Josiane se encogió de hombros y escribió una nota para Marcel: «Citar a Chaval. Ikea le ha hecho una propuesta. La ha aceptado…». Recordó que hace menos de un año ella rodaba entre los brazos de Chaval. Ese hombre tiene algo de malvado, de vicioso que atrae y vuelve loca. ¿Por qué la virtud no me hace el mismo efecto? Debo de estar viciada yo también…
El problema de la desubicación, pensó Marcel contemplando los ojos rasgados del ucraniano sentado frente a él, cubierto con un abrigo de pata de gallo, es que hay que deslocalizar todo el tiempo. Apenas se ha encontrado un país jugoso en el que la hora de trabajo es barata, las cargas sociales inexistentes y la mano de obra moldeable a merced entra en Europa o en otra maquinaria de esas y deja de ser rentable. Pasaba su tiempo cambiando sus fábricas de sitio, buscando intermediarios que le vendiesen locales y personal llave en mano, pagando sobornos a diestro y siniestro, aprendiendo los usos y costumbres locales, y apenas se había instalado había que mudarse. Siempre más al este. Hacía el camino inverso al sol. Tras Polonia y Hungría, le llegaba el turno a Ucrania y abrirse y ofrecerse. Sería mejor ir directamente a China. Pero China estaba lejos. Y era difícil. Ya había instalado allí varias fábricas. Le haría falta un brazo derecho. ¡Y Marcel Júnior se hacía de rogar! No aguantaría hasta su mayoría de edad…

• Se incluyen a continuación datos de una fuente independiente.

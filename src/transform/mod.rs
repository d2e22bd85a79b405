// src/transform/mod.rs

//! Image augmentation & preprocessing for the data-loader layer.
//!
//! A [`TransformPipeline`] takes a decoded RGB image and produces the
//! CHW `f32` tensor the training loop consumes. Random steps (crop,
//! flip, rotate) draw from the thread RNG, so two applications of the
//! same pipeline to the same image may differ; the deterministic steps
//! (resize, center crop, normalize) do not.

pub mod convert;
pub mod pipeline;

pub use convert::{bgr_to_rgb, to_raw_hwc, to_tensor};
pub use pipeline::{ImageTransform, TransformPipeline};

use thiserror::Error;

/// Errors raised while applying a transform pipeline.
#[derive(Error, Debug)]
pub enum TransformError {
    #[error("crop size {crop_w}x{crop_h} exceeds image size {img_w}x{img_h}")]
    CropTooLarge {
        crop_w: u32,
        crop_h: u32,
        img_w: u32,
        img_h: u32,
    },

    #[error("invalid transform parameter: {0}")]
    InvalidParameter(String),
}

Suspiró y volvió a la conversación del ucraniano. Le volvió a servir un vaso de whisky, añadió dos cubitos, se lo tendió con una gran sonrisa empujando el contrato hacia él. El hombre levantó una nalga para atrapar el vaso, sacó un bolígrafo, le quitó la capucha, ya está, se dijo Marcel, ¡ya está! Va a firmar. Pero el hombre dudó… sacó un grueso sobre del bolsillo de su chaqueta, se la tendió a Marcel diciendo: «Son mis gastos de este viaje, ¿podría ponerlos en su cuenta?». «No hay problema», afirmó Marcel que lo abrió, echó un vistazo al montón de papeles arrugados, tiques de restaurante, una factura exorbitante de hotel, facturas de grandes boutiques, una caja de champán, perfumes de Yves Saint Laurent, un anillo y un brazalete Mauboussin. Todas las facturas habían sido libradas a nombre de Marcel Grobz. ¡Listillo, el ucraniano! Sólo le quedaba pagar y abonar las locuras de ese cerdo grasiento. «No hay problema», aseguró haciendo un guiño al ucraniano que esperaba con el bolígrafo levantado, «no hay problema», repitió. «Lo paso a contabilidad y me encargo de todo», amplió su sonrisa para hacer comprender al hombre inmóvil que todo estaba arreglado, ¿a qué espera para firmar, qué quiere este todavía? El hombre esperaba y sus ojitos brillaban con rabiosa impaciencia, «sin problema, es usted mi amigo y… cada vez que venga a París, será usted mi invitado».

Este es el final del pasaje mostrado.